In one of many success stories, the Nurse Family Partnership (NFP) referred a patient who had tried unsuccessfully for 10 months to get the landlord to resolve unsanitary conditions with her apartment. The CLASI attorney sent a letter to the landlord demanding repairs. The patient reported that the landlord started repairs the next day.

Starting an MLP 

"To build an MLP, it is important to have a champion on both the provider and legal sides,” says Marissa Band, Esq. at CLASI. “You have to get buy-in from participating providers.”

It is also critical to have the following:

  • Literature showing how stress negatively affects health outcomes for pregnant women
  • DPH to promote the MLP as an effective health intervention
  • Healthcare providers to screen and refer patients
  • Legal staff to assess legal needs and provide appropriate legal services

“Healthcare staff are busy, and they may see the questionnaire and screening as just one more thing they have to do,” says Vikrum Vishnubhakta, MBA, MPH, epidemiologist, state consultant and IM CoIIN team member. “Showing providers that referring to legal aid is easy and can improve health outcomes for their patients by reducing their stress levels offers them another tool they can use to help their patients.”

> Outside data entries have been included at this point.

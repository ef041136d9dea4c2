//! Review Assigner - reviewer assignment and reconciliation for team pull
//! requests.
//!
//! The crate keeps each pull request's reviewer set valid: no self-review,
//! no duplicates, frozen after merge, drawn only from active members of the
//! reviewer's team. [`services::ReviewService`] implements the use cases over
//! any [`store::ReviewStore`]; [`app::App`] wires it to SQLite.

pub mod app;
pub mod config;
pub mod db;
pub mod error;
pub mod models;
pub mod services;
pub mod store;

pub use app::App;
pub use config::AppConfig;
pub use error::{AppError, ErrorCode};
pub use services::ReviewService;
//! Deterministic reviewer selection.
//!
//! Candidates are ranked by the SHA-256 digest of the ranking key (the PR id)
//! followed by the candidate id, smallest digest first. The ranking depends
//! only on its inputs, so the same key, pool and exclusion set always produce
//! the same ordered result, across calls and across restarts.

use std::collections::HashSet;

use sha2::{Digest, Sha256};

use crate::store::{StoreError, StoreUnit};

/// Reviewers assigned to a newly created pull request.
pub const REVIEWERS_PER_PR: usize = 2;

/// Rank of `candidate` under `key`.
pub fn rank(key: &str, candidate: &str) -> [u8; 32] {
    let mut hasher = Sha256::new();
    hasher.update(key.as_bytes());
    hasher.update(candidate.as_bytes());
    hasher.finalize().into()
}

/// Choose up to `count` candidates from `pool`, skipping anything in `exclude`.
///
/// Returns fewer than `count` (possibly none) when the pool is too small;
/// callers decide what that means. Duplicates in `pool` are collapsed.
pub fn select_candidates<S: AsRef<str>>(
    key: &str,
    pool: &[S],
    exclude: &HashSet<String>,
    count: usize,
) -> Vec<String> {
    let mut ranked: Vec<([u8; 32], &str)> = pool
        .iter()
        .map(|id| id.as_ref())
        .filter(|id| !exclude.contains(*id))
        .map(|id| (rank(key, id), id))
        .collect();

    ranked.sort_unstable();
    ranked.dedup_by(|a, b| a.1 == b.1);

    ranked
        .into_iter()
        .take(count)
        .map(|(_, id)| id.to_string())
        .collect()
}

/// Pick up to `count` active members of `team_name` for the PR `key`,
/// reading the pool through the caller's atomic unit.
pub async fn pick_reviewers<U: StoreUnit>(
    unit: &mut U,
    key: &str,
    team_name: &str,
    exclude: &HashSet<String>,
    count: usize,
) -> Result<Vec<String>, StoreError> {
    let pool = unit.active_team_members(team_name).await?;
    Ok(select_candidates(key, &pool, exclude, count))
}

#[cfg(test)]
mod tests {
    use super::*;

    fn excluded(ids: &[&str]) -> HashSet<String> {
        ids.iter().map(|s| s.to_string()).collect()
    }

    #[test]
    fn test_same_inputs_same_result() {
        let pool = ["u2", "u3", "u4", "u5", "u6"];
        let first = select_candidates("pr-1", &pool, &excluded(&["u1"]), 2);
        for _ in 0..10 {
            assert_eq!(select_candidates("pr-1", &pool, &excluded(&["u1"]), 2), first);
        }
        assert_eq!(first.len(), 2);
    }

    #[test]
    fn test_pool_order_does_not_matter() {
        let forward = ["u2", "u3", "u4", "u5"];
        let reversed = ["u5", "u4", "u3", "u2"];
        assert_eq!(
            select_candidates("pr-7", &forward, &HashSet::new(), 3),
            select_candidates("pr-7", &reversed, &HashSet::new(), 3)
        );
    }

    #[test]
    fn test_exclusions_never_selected() {
        let pool = ["u1", "u2", "u3"];
        let picked = select_candidates("pr-1", &pool, &excluded(&["u1", "u3"]), 2);
        assert_eq!(picked, vec!["u2"]);
    }

    #[test]
    fn test_small_pool_returns_fewer() {
        let pool: [&str; 0] = [];
        assert!(select_candidates("pr-1", &pool, &HashSet::new(), 2).is_empty());

        let pool = ["u2"];
        assert_eq!(select_candidates("pr-1", &pool, &HashSet::new(), 2), vec!["u2"]);
    }

    #[test]
    fn test_result_follows_rank_order() {
        let pool = ["a", "b", "c", "d", "e", "f"];
        let picked = select_candidates("pr-9", &pool, &HashSet::new(), pool.len());
        let ranks: Vec<[u8; 32]> = picked.iter().map(|id| rank("pr-9", id)).collect();
        assert!(ranks.windows(2).all(|w| w[0] < w[1]));
    }

    #[test]
    fn test_duplicates_collapsed() {
        let pool = ["u2", "u2", "u3"];
        let picked = select_candidates("pr-1", &pool, &HashSet::new(), 3);
        assert_eq!(picked.len(), 2);
    }

    #[test]
    fn test_key_changes_ranking_somewhere() {
        let pool: Vec<String> = (0..20).map(|i| format!("u{}", i)).collect();
        let distinct: HashSet<Vec<String>> = (0..10)
            .map(|k| select_candidates(&format!("pr-{}", k), &pool, &HashSet::new(), 2))
            .collect();
        assert!(distinct.len() > 1);
    }
}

For example, a patient may return again and again to their healthcare provider with exacerbated asthma, despite the correct medication and dose compliance. The underlying problem is substandard housing. Providers cannot change this; lawyers can.

In addition to provider resistance, another barrier can be patient follow-up. “We often have patients whose phones are shut off or for other reasons, such as housing insecurity, are hard to follow up with,” says Band. “But because we have a partnership with their provider, we can ask for their help with contact information or even meet the patient at one of her prenatal visits.”

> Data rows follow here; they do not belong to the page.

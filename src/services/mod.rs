//! Business logic services.
//!
//! `review` orchestrates the team, user and pull request use cases;
//! `selection` is the deterministic reviewer picker they share.
//!
//! Services depend only on the storage traits and can be tested against
//! the in-memory store.

pub mod review;
pub mod selection;

pub use review::ReviewService;
pub use selection::{select_candidates, REVIEWERS_PER_PR};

As the MLP gets up and running, Delaware IM CoIIN team members advise having an evaluator. The team also recommends utilizing resources from the National Center for Medical Legal Partnerships.

“Monitoring your progress is the only way to know how you’re doing and to have insight into how to overcome barriers,” says Mawuna Gardesey, chief of the Center for Family Health Research and Epidemiology at State of Delaware. “We have data on how many patients are filling out questionnaires and number of referrals. Although it was a small sample, it was a clear success, and a great fit with Delaware’s infant mortality prevention efforts. Our next step is to link this with outcomes.”

So far in the pilot study, MLP participants reported an improvement in mental and physical well-being as well as a lower level of perceived stress after receiving MLP services. Gardesey said these results were statistically significant and has led to the expansion of the partnership program statewide. Approximately 180 women have been referred to the statewide project since its inception in May 2015.

“The IM CoIIN collaborative is great because it is so important to share information so that the program can be improved, replicated and scaled across the country,” says Woodall.

Other states participating in IM CoIIN, most notably Massachusetts, have very successful MLP programs.